Une enfance australienne / Of a boy de Sonya Hartnett

Of a boy de Sonya Hartnett, Viking 2002
Une enfance australienne traduit par Bertrand Ferrier, Le serpent à plumes 2010

 

 

Résumé : En 1977, Adrian a neuf ans. Il vit avec sa grand-mère et son oncle Rory ; son meilleur ami s’appelle Clinton Hill. Il aime dessiner et il veut un chien ; il a peur des sables mouvants et de la combustion spontanée. Adrian observe le monde qui l’entoure, mais il n’y comprend pas grand-chose. Il ne comprend pas, par exemple, pourquoi trois enfants du quartier, en chemin pour acheter des glaces, pourraient disparaître.

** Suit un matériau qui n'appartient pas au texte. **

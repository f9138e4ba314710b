//! API error types with HTTP response mapping.

use axum::http::StatusCode;
use axum::response::{IntoResponse, Response};
use notify::NotifyError;
use orders::OrderError;

/// API-level error type that maps to HTTP responses.
#[derive(Debug)]
pub enum ApiError {
    /// Bad request from the client (malformed header, body, or path).
    BadRequest(String),
    /// Application error from the order or catalog services.
    App(OrderError),
    /// Error from the notification consumer side.
    Notify(NotifyError),
}

impl IntoResponse for ApiError {
    fn into_response(self) -> Response {
        let (status, message) = match self {
            ApiError::BadRequest(msg) => (StatusCode::BAD_REQUEST, msg),
            ApiError::App(err) => order_error_to_response(err),
            ApiError::Notify(err) => notify_error_to_response(err),
        };

        let body = serde_json::json!({ "error": message });
        (status, axum::Json(body)).into_response()
    }
}

fn order_error_to_response(err: OrderError) -> (StatusCode, String) {
    match &err {
        OrderError::Validation(_) => (StatusCode::BAD_REQUEST, err.to_string()),
        OrderError::Authorization(_) => (StatusCode::FORBIDDEN, err.to_string()),
        OrderError::NotFound(_) => (StatusCode::NOT_FOUND, err.to_string()),
        OrderError::Conflict(_) => (StatusCode::CONFLICT, err.to_string()),
        OrderError::BusinessRule(_) => (StatusCode::UNPROCESSABLE_ENTITY, err.to_string()),
        OrderError::Serialization(_) | OrderError::Internal(_) => {
            tracing::error!(error = %err, "internal server error");
            (StatusCode::INTERNAL_SERVER_ERROR, err.to_string())
        }
    }
}

fn notify_error_to_response(err: NotifyError) -> (StatusCode, String) {
    match &err {
        NotifyError::Malformed(_) => (StatusCode::BAD_REQUEST, err.to_string()),
        NotifyError::Store(_) => {
            tracing::error!(error = %err, "internal server error");
            (StatusCode::INTERNAL_SERVER_ERROR, err.to_string())
        }
    }
}

impl From<OrderError> for ApiError {
    fn from(err: OrderError) -> Self {
        ApiError::App(err)
    }
}

impl From<NotifyError> for ApiError {
    fn from(err: NotifyError) -> Self {
        ApiError::Notify(err)
    }
}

Connue pour ses romans pour enfants et pour jeunes adultes, Sonya Hartnett signe avec Une enfance australienne un roman pour adulte très réussi qui lui a valu les félicitations du public et de la profession. Cette auteure prolifique, qui a publié son premier roman à l’âge de 15 ans, est mondialement reconnue pour son « admirable art de la narration ». Sonya publie presque un roman par an, son livre le plus récent, Golden Boy, est sorti en 2014 et a été (tout comme Une enfance australienne) nominé pour le prestigieux Prix Miles Franklin. Un grand nombre de ses romans sont traduits en français : Finnigan et moiLes enfants du roiL’enfant du fantôme ou encore, L’enfant du jeudi.

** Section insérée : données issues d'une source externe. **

//! Message broker seam and the in-process implementation.

use std::collections::HashMap;
use std::sync::Arc;
use std::sync::atomic::{AtomicBool, Ordering};

use async_trait::async_trait;
use serde::{Deserialize, Serialize};
use thiserror::Error;
use tokio::sync::{RwLock, broadcast};

/// Publication failures reported by a broker.
#[derive(Debug, Error)]
pub enum BrokerError {
    #[error("broker unavailable: {0}")]
    Unavailable(String),
}

/// A message delivered on a topic, keyed by aggregate for partitioning.
#[derive(Debug, Clone, PartialEq, Serialize, Deserialize)]
pub struct BrokerMessage {
    pub topic: String,
    pub key: String,
    pub payload: serde_json::Value,
}

/// Publishing side of the broker.
#[async_trait]
pub trait Broker: Send + Sync {
    /// Publishes a message and waits for the broker's acknowledgement.
    async fn publish(
        &self,
        topic: &str,
        key: &str,
        payload: &serde_json::Value,
    ) -> Result<(), BrokerError>;
}

/// In-process broker backed by one broadcast channel per topic.
///
/// Publication succeeds whether or not anyone is subscribed; a message
/// with no subscriber is simply dropped, as with a real broker whose
/// consumers start later with a fresh offset.
pub struct InMemoryBroker {
    topics: RwLock<HashMap<String, broadcast::Sender<BrokerMessage>>>,
    fail_publishes: AtomicBool,
    capacity: usize,
}

impl InMemoryBroker {
    pub fn new() -> Arc<Self> {
        Arc::new(Self {
            topics: RwLock::new(HashMap::new()),
            fail_publishes: AtomicBool::new(false),
            capacity: 256,
        })
    }

    /// Makes every subsequent publish fail, for exercising retry paths.
    pub fn set_fail_publishes(&self, fail: bool) {
        self.fail_publishes.store(fail, Ordering::SeqCst);
    }

    /// Subscribes to a topic. Only messages published after this call
    /// are delivered.
    pub async fn subscribe(&self, topic: &str) -> broadcast::Receiver<BrokerMessage> {
        let mut topics = self.topics.write().await;
        topics
            .entry(topic.to_string())
            .or_insert_with(|| broadcast::channel(self.capacity).0)
            .subscribe()
    }
}

#[async_trait]
impl Broker for InMemoryBroker {
    async fn publish(
        &self,
        topic: &str,
        key: &str,
        payload: &serde_json::Value,
    ) -> Result<(), BrokerError> {
        if self.fail_publishes.load(Ordering::SeqCst) {
            return Err(BrokerError::Unavailable("publish disabled".to_string()));
        }

        let message = BrokerMessage {
            topic: topic.to_string(),
            key: key.to_string(),
            payload: payload.clone(),
        };
        let topics = self.topics.read().await;
        if let Some(sender) = topics.get(topic) {
            // A send error only means there is no live subscriber
            let _ = sender.send(message);
        }
        Ok(())
    }
}

#[cfg(test)]
mod tests {
    use super::*;

    #[tokio::test]
    async fn subscriber_receives_published_messages() {
        let broker = InMemoryBroker::new();
        let mut rx = broker.subscribe("order.created").await;

        broker
            .publish("order.created", "k1", &serde_json::json!({"n": 1}))
            .await
            .unwrap();

        let message = rx.recv().await.unwrap();
        assert_eq!(message.key, "k1");
        assert_eq!(message.payload, serde_json::json!({"n": 1}));
    }

    #[tokio::test]
    async fn publish_without_subscribers_succeeds() {
        let broker = InMemoryBroker::new();
        broker
            .publish("order.created", "k1", &serde_json::json!({}))
            .await
            .unwrap();
    }

    #[tokio::test]
    async fn failure_toggle_rejects_publishes() {
        let broker = InMemoryBroker::new();
        broker.set_fail_publishes(true);
        let err = broker
            .publish("order.created", "k1", &serde_json::json!({}))
            .await
            .unwrap_err();
        assert!(matches!(err, BrokerError::Unavailable(_)));

        broker.set_fail_publishes(false);
        broker
            .publish("order.created", "k1", &serde_json::json!({}))
            .await
            .unwrap();
    }
}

Je dois avouer que je ne sais toujours pas dans quelle catégorie classer Une enfance australienne. Il appartient apparemment aux romans pour adulte, mais le thème et le style me font plutôt penser à un roman pour jeune adulte.

Bref, là n’est pas le sujet.

Je trouve que ce roman capture parfaitement les peurs (parfois irrationnelles) des enfants. Adrian vit avec sa grand-mère parce que sa mère est atteinte d’une maladie mentale et que son père voulait être libre, une vie avec enfant n’était pas faite pour lui. On imagine donc assez bien d’où vient la peur maladive d’Adrian d’être abandonné. Sa grand-mère n’est pas tendre avec lui et n’a plus la patience de s’occuper de cet enfant docile qui, en somme, ne prend pas trop de place. Son unique ami, Clinton, finit par lui préférer un autre élève de l’école plus rebelle. Et comme Adrian le réalise, « l’école est un long calvaire pour un enfant seul. » Finalement, seule Nicole, sa nouvelle voisine, elle aussi très solitaire, lui permet d’avoir un peu de compagnie. Mais même avec elle, les relations sont difficiles, il se laisse dominer par sa peur de la perdre et n’arrive pas à affirmer sa véritable nature.

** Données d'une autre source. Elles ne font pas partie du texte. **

//! Polling relay from the outbox table to the broker.

use std::sync::Arc;
use std::time::Duration;

use chrono::Utc;
use store::Datastore;

use crate::broker::Broker;

/// Tunables for the relay loop.
#[derive(Debug, Clone)]
pub struct RelayConfig {
    /// Topic order events are published on.
    pub topic: String,
    /// Maximum events taken per poll.
    pub batch_size: usize,
    /// How often the outbox is polled.
    pub poll_interval: Duration,
    /// Linear backoff step after a failed publish.
    pub backoff_step: chrono::Duration,
    /// Upper bound on the backoff delay.
    pub backoff_cap: chrono::Duration,
    /// How long a single publish may take before it counts as failed.
    pub publish_timeout: Duration,
}

impl Default for RelayConfig {
    fn default() -> Self {
        Self {
            topic: "order.created".to_string(),
            batch_size: 100,
            poll_interval: Duration::from_secs(5),
            backoff_step: chrono::Duration::seconds(5),
            backoff_cap: chrono::Duration::seconds(60),
            publish_timeout: Duration::from_secs(5),
        }
    }
}

/// Outcome of one relay pass.
#[derive(Debug, Clone, Copy, Default, PartialEq, Eq)]
pub struct RelaySummary {
    pub published: usize,
    pub failed: usize,
}

/// Publishes due outbox events to the broker, oldest first.
///
/// Delivery is at least once: an event is only marked `PUBLISHED` after
/// the broker acknowledged it, so a crash between publish and mark causes
/// a redelivery that consumers deduplicate by event ID. Failed publishes
/// are rescheduled with linear capped backoff and never block newer events
/// beyond the batch they share.
pub struct OutboxRelay<S: Datastore, B: Broker> {
    store: S,
    broker: Arc<B>,
    config: RelayConfig,
}

impl<S: Datastore, B: Broker> OutboxRelay<S, B> {
    pub fn new(store: S, broker: Arc<B>, config: RelayConfig) -> Self {
        Self {
            store,
            broker,
            config,
        }
    }

    /// Takes one batch of due events and attempts to publish each.
    ///
    /// Store errors abort the pass; broker errors only affect the event
    /// they occurred on.
    #[tracing::instrument(skip(self))]
    pub async fn run_once(&self) -> store::Result<RelaySummary> {
        let due = self
            .store
            .fetch_due_outbox(Utc::now(), self.config.batch_size)
            .await?;

        let mut summary = RelaySummary::default();
        for mut event in due {
            let publish = self
                .broker
                .publish(&self.config.topic, &event.aggregate_id, &event.payload);
            let outcome = tokio::time::timeout(self.config.publish_timeout, publish).await;

            match outcome {
                Ok(Ok(())) => {
                    event.mark_published();
                    summary.published += 1;
                    metrics::counter!("outbox_published_total").increment(1);
                }
                Ok(Err(err)) => {
                    tracing::warn!(event_id = %event.id, error = %err, "publish failed");
                    event.mark_failed_with_backoff(self.config.backoff_step, self.config.backoff_cap);
                    summary.failed += 1;
                    metrics::counter!("outbox_publish_failures_total").increment(1);
                }
                Err(_) => {
                    tracing::warn!(event_id = %event.id, "publish timed out");
                    event.mark_failed_with_backoff(self.config.backoff_step, self.config.backoff_cap);
                    summary.failed += 1;
                    metrics::counter!("outbox_publish_failures_total").increment(1);
                }
            }

            self.store.update_outbox(&event).await?;
        }

        if summary.published > 0 || summary.failed > 0 {
            tracing::debug!(
                published = summary.published,
                failed = summary.failed,
                "relay pass complete"
            );
        }
        Ok(summary)
    }

    /// Polls forever at the configured interval. Store errors are logged
    /// and the next poll proceeds on schedule.
    pub async fn run(&self) {
        let mut ticker = tokio::time::interval(self.config.poll_interval);
        ticker.set_missed_tick_behavior(tokio::time::MissedTickBehavior::Delay);
        loop {
            ticker.tick().await;
            if let Err(err) = self.run_once().await {
                tracing::error!(error = %err, "relay pass failed");
                metrics::counter!("outbox_relay_errors_total").increment(1);
            }
        }
    }
}

#[cfg(test)]
mod tests {
    use super::*;
    use crate::broker::InMemoryBroker;
    use common::{EventId, Money, ProductId, UserId};
    use store::{MemoryStore, Order, OrderLine, OutboxEvent, OutboxStatus, Product, StockDelta};

    fn test_config() -> RelayConfig {
        RelayConfig {
            topic: "order.created".to_string(),
            batch_size: 100,
            poll_interval: Duration::from_millis(10),
            backoff_step: chrono::Duration::seconds(5),
            backoff_cap: chrono::Duration::seconds(60),
            publish_timeout: Duration::from_secs(1),
        }
    }

    async fn commit_event(store: &MemoryStore, product_id: ProductId, key: &str) -> EventId {
        let order = Order::create(
            UserId::new(),
            key,
            None,
            vec![OrderLine::new(product_id, 1, Money::from_cents(100))],
        );
        let stock = store.get_stock(product_id).await.unwrap().unwrap();
        let event = OutboxEvent::ready(
            EventId::new(),
            "ORDER",
            order.id.to_string(),
            "ORDER_CREATED",
            serde_json::json!({"order_id": order.id.to_string()}),
        );
        let id = event.id;
        store
            .commit_order(
                &order,
                &[StockDelta {
                    product_id,
                    delta: -1,
                    expected_version: stock.version,
                }],
                &event,
            )
            .await
            .unwrap();
        id
    }

    async fn seed_product(store: &MemoryStore) -> ProductId {
        let product = Product::new("SKU-1", "Widget", "", Money::from_cents(100));
        store.insert_product(&product, 100).await.unwrap();
        product.id
    }

    #[tokio::test]
    async fn relay_publishes_due_events_oldest_first() {
        let store = MemoryStore::new();
        let product_id = seed_product(&store).await;
        let broker = InMemoryBroker::new();
        let mut rx = broker.subscribe("order.created").await;

        let first = commit_event(&store, product_id, "k1").await;
        let second = commit_event(&store, product_id, "k2").await;

        let relay = OutboxRelay::new(store.clone(), broker, test_config());
        let summary = relay.run_once().await.unwrap();
        assert_eq!(summary, RelaySummary { published: 2, failed: 0 });

        // Delivered in commit order
        assert!(rx.recv().await.is_ok());
        assert!(rx.recv().await.is_ok());

        for id in [first, second] {
            let event = store.get_outbox_event(id).await.unwrap().unwrap();
            assert_eq!(event.status, OutboxStatus::Published);
            assert!(event.published_at.is_some());
        }

        // Nothing left to do
        assert_eq!(relay.run_once().await.unwrap(), RelaySummary::default());
    }

    #[tokio::test]
    async fn failed_publish_backs_off_and_recovers() {
        let store = MemoryStore::new();
        let product_id = seed_product(&store).await;
        let broker = InMemoryBroker::new();
        broker.set_fail_publishes(true);

        let id = commit_event(&store, product_id, "k1").await;

        let relay = OutboxRelay::new(store.clone(), broker.clone(), test_config());
        let summary = relay.run_once().await.unwrap();
        assert_eq!(summary, RelaySummary { published: 0, failed: 1 });

        let event = store.get_outbox_event(id).await.unwrap().unwrap();
        assert_eq!(event.status, OutboxStatus::Failed);
        assert_eq!(event.retries, 1);
        assert!(event.available_at > Utc::now());

        // Not due again until the backoff elapses
        assert_eq!(relay.run_once().await.unwrap(), RelaySummary::default());

        // Broker recovers and the backoff window passes
        broker.set_fail_publishes(false);
        let mut rewound = store.get_outbox_event(id).await.unwrap().unwrap();
        rewound.available_at = Utc::now() - chrono::Duration::seconds(1);
        store.update_outbox(&rewound).await.unwrap();

        let summary = relay.run_once().await.unwrap();
        assert_eq!(summary, RelaySummary { published: 1, failed: 0 });
        let event = store.get_outbox_event(id).await.unwrap().unwrap();
        assert_eq!(event.status, OutboxStatus::Published);
        assert_eq!(event.retries, 1);
    }

    #[tokio::test]
    async fn batch_size_limits_a_single_pass() {
        let store = MemoryStore::new();
        let product_id = seed_product(&store).await;
        let broker = InMemoryBroker::new();

        for i in 0..5 {
            commit_event(&store, product_id, &format!("k{i}")).await;
        }

        let mut config = test_config();
        config.batch_size = 2;
        let relay = OutboxRelay::new(store.clone(), broker, config);

        assert_eq!(relay.run_once().await.unwrap().published, 2);
        assert_eq!(relay.run_once().await.unwrap().published, 2);
        assert_eq!(relay.run_once().await.unwrap().published, 1);
        assert_eq!(relay.run_once().await.unwrap().published, 0);
    }

    #[tokio::test]
    async fn one_bad_event_does_not_block_the_batch() {
        let store = MemoryStore::new();
        let product_id = seed_product(&store).await;
        let broker = InMemoryBroker::new();

        commit_event(&store, product_id, "k1").await;
        commit_event(&store, product_id, "k2").await;

        // Fail the whole pass, then recover; both events retry independently
        broker.set_fail_publishes(true);
        let relay = OutboxRelay::new(store.clone(), broker.clone(), test_config());
        assert_eq!(relay.run_once().await.unwrap().failed, 2);

        broker.set_fail_publishes(false);
        let due = store
            .fetch_due_outbox(Utc::now() + chrono::Duration::minutes(5), 10)
            .await
            .unwrap();
        for mut event in due {
            event.available_at = Utc::now() - chrono::Duration::seconds(1);
            store.update_outbox(&event).await.unwrap();
        }
        assert_eq!(relay.run_once().await.unwrap().published, 2);
    }
}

Adrian a peur des sables mouvants. Un jour, il pourrait marcher dans la rue et se retrouver gobé par le trottoir. Il a entendu parler de ces phénomènes à la télé. Il a lu des descriptions dans les numéros du National Geographic que collectionnait son grand-père. Ces revues sont une mine d’informations sur les merveilles et les menaces dont personne ne parle. C’est étonnant, d’ailleurs : dans la rue, on ne voit jamais de panneaux avertissant les passants qu’ils approchent de ces portions traîtresses qui peuvent les engloutir. Adrian a donc peur de les découvrir trop tard parce qu’il n’aura pas su les reconnaître. […] Mais le garçon a d’autres peurs, plus intimes, et non moins terribles — ces peurs lui transpercent le cœur à la manière d’une aiguille s’enfonçant dans la peau.

C’est un roman émouvant de vérité qui nous ramène immanquablement à nos années d’école et à la période de l’adolescence, où nous nous sentions tous plus ou moins bien dans notre peau. Adrian se sent extrêmement vulnérable et il n’a pas la force de se construire une carapace pour survivre dans ce monde impitoyable. On voudrait vraiment qu’il trouve quelqu’un pour l’aimer et pour l’aider à grandir dans un environnement où il ne se sentirait pas menacé en permanence.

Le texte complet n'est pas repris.